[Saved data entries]

=== Begin Enclosure ===

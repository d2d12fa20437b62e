use diskprobe_types::{CheckLabels, DeviceVerdict};
use std::collections::VecDeque;

/// Frames for the overall-health check.
pub const HEALTH_LABELS: CheckLabels = CheckLabels {
    critical: "SMART health failures",
    warning: "SMART warnings",
    all_ok: "All SMART health checks passed",
};

/// Frames for the offline-test status check.
pub const OFFLINE_STATUS_LABELS: CheckLabels = CheckLabels {
    critical: "SMART offline test failures",
    warning: "SMART offline test warnings",
    all_ok: "All SMART offline tests completed successfully",
};

/// Frames for the self-test log check.
pub const SELF_TEST_LABELS: CheckLabels = CheckLabels {
    critical: "SMART test failures",
    warning: "SMART test interval warnings",
    all_ok: "All SMART tests passed and within time intervals",
};

/// Devices waiting to be checked.
///
/// Checking is strictly sequential: the queue hands out one device at a
/// time, in resolution order, and holds no other iteration state.
#[derive(Debug)]
pub struct DeviceQueue {
    pending: VecDeque<String>,
}

impl DeviceQueue {
    pub fn new(devices: Vec<String>) -> Self {
        Self {
            pending: devices.into(),
        }
    }

    pub fn len(&self) -> usize {
        self.pending.len()
    }

    pub fn is_empty(&self) -> bool {
        self.pending.is_empty()
    }
}

impl Iterator for DeviceQueue {
    type Item = String;

    fn next(&mut self) -> Option<String> {
        self.pending.pop_front()
    }
}

/// Run one check across the fleet, draining the queue one device at a time.
pub fn check_each<F>(devices: Vec<String>, mut check: F) -> Vec<DeviceVerdict>
where
    F: FnMut(&str) -> DeviceVerdict,
{
    let mut verdicts = Vec::new();
    for device in DeviceQueue::new(devices) {
        verdicts.push(check(&device));
    }
    verdicts
}
use crate::parse::indicates_failure;
use regex::Regex;
use serde::Serialize;
use std::sync::LazyLock;

/// Sentinel age for a test kind never seen in the log. It deliberately
/// participates in staleness comparison, so a device with no recorded short
/// test still trips the short-interval warning.
pub const UNKNOWN_AGE_HOURS: u64 = 999_999;

/// Rows are only recognized after a line carrying this marker.
const LOG_SECTION_MARKER: &str = "Self-test Log";

static LOG_ROW: LazyLock<Regex> = LazyLock::new(|| {
    Regex::new(r"#\s+\d+\s+(Short|Extended|Long)\s+\w+\s+(.*?)\s+\d+%\s+(\d+)").unwrap()
});

/// One recognized row of the self-test log.
#[derive(Debug, Clone, PartialEq, Eq, Serialize)]
pub struct LogRow {
    /// Kind token as printed: `Short`, `Extended`, or `Long`.
    pub kind: String,
    /// Free-form status text between the kind and the remaining-percent column.
    pub status: String,
    /// Device power-on hours at which the test ran.
    pub power_on_hours: u64,
}

/// Digest of a device's self-test log.
#[derive(Debug, Clone, PartialEq, Eq, Serialize)]
pub struct SelfTestSummary {
    /// `<kind> test at <hours> hours` for every failed row, in log order.
    pub failures: Vec<String>,
    /// Power-on hours of the newest clean short test, or the sentinel.
    pub short_test_age: u64,
    /// Power-on hours of the newest clean extended/long test, or the sentinel.
    pub long_test_age: u64,
}

impl Default for SelfTestSummary {
    fn default() -> Self {
        Self {
            failures: Vec::new(),
            short_test_age: UNKNOWN_AGE_HOURS,
            long_test_age: UNKNOWN_AGE_HOURS,
        }
    }
}

/// Failure heuristic for one log row.
///
/// The log's all-clear spelling ("Completed without error") itself contains
/// the word "error", so it is exempted before the keyword scan runs.
pub fn row_indicates_failure(status: &str) -> bool {
    if status.eq_ignore_ascii_case("completed without error") {
        return false;
    }
    indicates_failure(status)
}

/// Parse the self-test log section of a full report.
///
/// The log prints newest entries first; ages are the minimum power-on hours
/// per kind over clean rows, which is the most recent run either way. `Long`
/// rows share the extended age. Failed rows go to `failures` and never
/// advance an age.
///
/// The ages are power-on hours straight from the log, not wall-clock hours;
/// staleness thresholds are compared against them as-is.
pub fn parse_self_test_log(output: &str) -> SelfTestSummary {
    let mut summary = SelfTestSummary::default();
    let mut in_log = false;

    for line in output.lines() {
        if line.contains(LOG_SECTION_MARKER) {
            in_log = true;
            continue;
        }
        if !in_log {
            continue;
        }

        let Some(row) = parse_log_row(line) else {
            continue;
        };

        if row_indicates_failure(&row.status) {
            summary
                .failures
                .push(format!("{} test at {} hours", row.kind, row.power_on_hours));
            continue;
        }

        match row.kind.as_str() {
            "Short" => {
                summary.short_test_age = summary.short_test_age.min(row.power_on_hours);
            }
            "Extended" | "Long" => {
                summary.long_test_age = summary.long_test_age.min(row.power_on_hours);
            }
            _ => {}
        }
    }

    summary
}

/// Recognize one log row, e.g.
/// `# 1  Short offline       Completed without error       00%     12345         -`
pub fn parse_log_row(line: &str) -> Option<LogRow> {
    let captures = LOG_ROW.captures(line)?;
    Some(LogRow {
        kind: captures.get(1)?.as_str().to_string(),
        status: captures.get(2)?.as_str().trim().to_string(),
        power_on_hours: captures.get(3)?.as_str().parse().unwrap_or(0),
    })
}
use serde::{Deserialize, Serialize};
use std::fmt;

/// Check outcome severity, in the monitoring-plugin tradition.
///
/// The ordering is total and intentional: `Ok < Warning < Critical`, so
/// aggregating a fleet of per-device results is a plain `max`.
#[derive(Debug, Clone, Copy, PartialEq, Eq, PartialOrd, Ord, Serialize, Deserialize)]
#[serde(rename_all = "snake_case")]
pub enum Severity {
    Ok,
    Warning,
    Critical,
}

impl Severity {
    /// Process exit status understood by monitoring schedulers
    /// (OK=0, WARNING=1, CRITICAL=2).
    pub fn exit_code(self) -> i32 {
        match self {
            Severity::Ok => 0,
            Severity::Warning => 1,
            Severity::Critical => 2,
        }
    }
}

impl Default for Severity {
    fn default() -> Self {
        Severity::Ok
    }
}

impl fmt::Display for Severity {
    fn fmt(&self, f: &mut fmt::Formatter<'_>) -> fmt::Result {
        let keyword = match self {
            Severity::Ok => "OK",
            Severity::Warning => "WARNING",
            Severity::Critical => "CRITICAL",
        };
        write!(f, "{}", keyword)
    }
}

=== End Enclosure ===

▸ Required action:
Repeat exactly the lines above from the one with "fn next(&mut self)" up to and including the one with "the short-interval warning.". No other line belongs in the reply.

▸ Response for this exercise:
    fn next(&mut self) -> Option<String> {
        self.pending.pop_front()
    }
}

/// Run one check across the fleet, draining the queue one device at a time.
pub fn check_each<F>(devices: Vec<String>, mut check: F) -> Vec<DeviceVerdict>
where
    F: FnMut(&str) -> DeviceVerdict,
{
    let mut verdicts = Vec::new();
    for device in DeviceQueue::new(devices) {
        verdicts.push(check(&device));
    }
    verdicts
}
use crate::parse::indicates_failure;
use regex::Regex;
use serde::Serialize;
use std::sync::LazyLock;

/// Sentinel age for a test kind never seen in the log. It deliberately
/// participates in staleness comparison, so a device with no recorded short
/// test still trips the short-interval warning.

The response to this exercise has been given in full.